In addition to the information provided in the article on fastrunning, and on M.I., Cockerell sent a 37 page dossier to Guinness which was critical of the verification standards used by Guinness.

I have been long of the opinion, that the time has passed for Guinness to be recognized as the standard for record keeping for legitimate athletic events. Their unwillingness to re-visit records that have been shown to deserve closer scrutiny is troubling.

Cockerell’s investigation was recently highlighted on fastrunning.com

The below was authored, in it’s entirety by Will Cockerell

The Phantom Menace

A investigation into the Jogle World Record, by Will Cockerell, athletics writer and author of ‘The 50 Greatest marathon races of all time’

Introduction

Between May 4-13, 2002 Andi Rivett ran seemingly one of the most outstanding World records in the history of running.  He covered the iconic 874 miles, between John O’Groats to Lands End in 9 days and 2 hours, smashing the previous record by a day, and nestling alongside the likes of Usain Bolt, Paula Radcliffe and Roger Bannister on websites listing the great running feats of all time.  But who was Rivett, how good a runner was he?

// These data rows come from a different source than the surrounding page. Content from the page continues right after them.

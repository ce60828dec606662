use typegraph_core::errors::{ExError, ExErrorKind, TypeGraphError};

#[test]
fn test_entity_type_not_found_verifiable_by_kind() {
    let err = TypeGraphError::EntityTypeNotFound {
        workspace_id: "ws-1".to_string(),
        key: "Department".to_string(),
    };

    let ex_err: ExError = err.into();

    assert_eq!(ex_err.kind(), ExErrorKind::NotFound);
    assert_eq!(ex_err.code(), "ERR_NOT_FOUND");
    assert_eq!(ex_err.entity_type_key(), Some("Department"));
    assert_eq!(ex_err.relationship_id(), None);
}

#[test]
fn test_protected_distinct_from_validation() {
    let err = TypeGraphError::ProtectedRelationship {
        relationship_id: "rel-1".to_string(),
        name: "Owner".to_string(),
    };

    let ex_err: ExError = err.into();

    assert_eq!(ex_err.kind(), ExErrorKind::Protected);
    assert_eq!(ex_err.code(), "ERR_PROTECTED_RELATIONSHIP");
    assert_ne!(ex_err.kind(), ExErrorKind::Validation);
    assert_eq!(ex_err.relationship_id(), Some("rel-1"));
}

#[test]
fn test_duplicate_name_structured_fields() {
    let err = TypeGraphError::DuplicateRelationshipName {
        entity_type_key: "Employee".to_string(),
        name: "Owner".to_string(),
    };

    let ex_err: ExError = err.into();

    assert_eq!(ex_err.kind(), ExErrorKind::Validation);
    assert_eq!(ex_err.entity_type_key(), Some("Employee"));
    assert!(ex_err.message().contains("'Owner'"));
}

#[test]
fn test_error_kind_code_mapping() {
    let kinds = vec![
        (ExErrorKind::Validation, "ERR_VALIDATION"),
        (ExErrorKind::NotFound, "ERR_NOT_FOUND"),
        (ExErrorKind::Protected, "ERR_PROTECTED_RELATIONSHIP"),
        (ExErrorKind::IllegalState, "ERR_ILLEGAL_STATE"),
        (ExErrorKind::Forbidden, "ERR_FORBIDDEN"),
        (ExErrorKind::Persistence, "ERR_PERSISTENCE"),
        (ExErrorKind::Serialization, "ERR_SERIALIZATION"),
        (ExErrorKind::Internal, "ERR_INTERNAL"),
    ];

    for (kind, expected_code) in kinds {
        assert_eq!(kind.code(), expected_code);
    }
}

#[test]
fn test_inverse_missing_is_illegal_state() {
    let err = TypeGraphError::InverseMissing {
        origin_id: "rel-1".to_string(),
        target_key: "Department".to_string(),
        op: "propagate_cardinality".to_string(),
    };

    let ex_err: ExError = (&err).into();

    assert_eq!(ex_err.kind(), ExErrorKind::IllegalState);
    assert_eq!(ex_err.entity_type_key(), Some("Department"));
    assert_eq!(ex_err.relationship_id(), Some("rel-1"));
    assert!(ex_err.message().contains("propagate_cardinality"));
}

#[test]
fn test_orphaned_reference_names_origin_and_holder() {
    let err = TypeGraphError::OrphanedReference {
        origin_id: "rel-1".to_string(),
        reference_id: "rel-2".to_string(),
        entity_type_key: "Project".to_string(),
    };

    let ex_err: ExError = err.into();

    assert_eq!(ex_err.kind(), ExErrorKind::Validation);
    assert_eq!(ex_err.relationship_id(), Some("rel-1"));
    assert_eq!(ex_err.entity_type_key(), Some("Project"));
}

#[test]
fn test_kind_change_is_validation() {
    let err = TypeGraphError::RelationshipKindChanged {
        relationship_id: "rel-1".to_string(),
    };

    assert_eq!(err.kind(), ExErrorKind::Validation);
    assert_eq!(err.relationship_id(), Some("rel-1"));
}

#[test]
fn test_serde_error_maps_to_serialization() {
    let parse_err = serde_json::from_str::<serde_json::Value>("{not json").unwrap_err();

    let err: TypeGraphError = parse_err.into();

    assert_eq!(err.kind(), ExErrorKind::Serialization);
}

#[test]
fn test_ex_error_display_format() {
    let ex_err = ExError::new(ExErrorKind::NotFound)
        .with_op("remove_relationships")
        .with_message("Relationship not found")
        .with_relationship_id("rel-9");

    let display = format!("{}", ex_err);

    assert!(display.contains("ERR_NOT_FOUND"));
    assert!(display.contains("remove_relationships"));
    assert!(display.contains("Relationship not found"));
    assert!(display.contains("rel-9"));
}

#[test]
fn test_ex_error_builder_pattern() {
    let ex_err = ExError::new(ExErrorKind::Validation)
        .with_op("create_relationships")
        .with_entity_type_key("Employee")
        .with_message("Test message");

    assert_eq!(ex_err.kind(), ExErrorKind::Validation);
    assert_eq!(ex_err.op(), Some("create_relationships"));
    assert_eq!(ex_err.entity_type_key(), Some("Employee"));
    assert_eq!(ex_err.message(), "Test message");
}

The answer is he is boat mender in Rye, 54 years old, and was a solid club runner, whose performances noticeably declined when the distance went above the half-marathon.  One has to search far and wide on the internet for any race performances by him, and the ones that are found are anodyne at best.  They suggest that maybe he could do the Jogle in around 11 and a half days.

One comparison of many, is that the world record for 1000 miles is 10 days and 10 hours by the legendary “Running god” Yiannis Kouros, at a rate of 95.7 miles a day.  It triggered the book, The Six-Day Run of the Century.  Rivett ran quicker than Kouros at 96.2 miles a day for only 126 miles less.  There is simply no contest between the pedigree of the two men.  For the 24 hour run for instance, Rivett’s best effort in four attempts was 135 miles.  Kouros’s best was 189 miles.  If he’s taking 54 miles out of Rivett per day, Rivett would still have 450 miles to travel by the time Kouros finished the Jogle distance.  Rivett has just two athletic performances to his name on the internet, Kouros has 24 major Ultra WINS, including major races like the Sydney to Melbourne (544 miles, 5 days 2 hours) with a $60,000 prize to the winner, and the annual Spartathlon between Athens and Sparti which he won four times.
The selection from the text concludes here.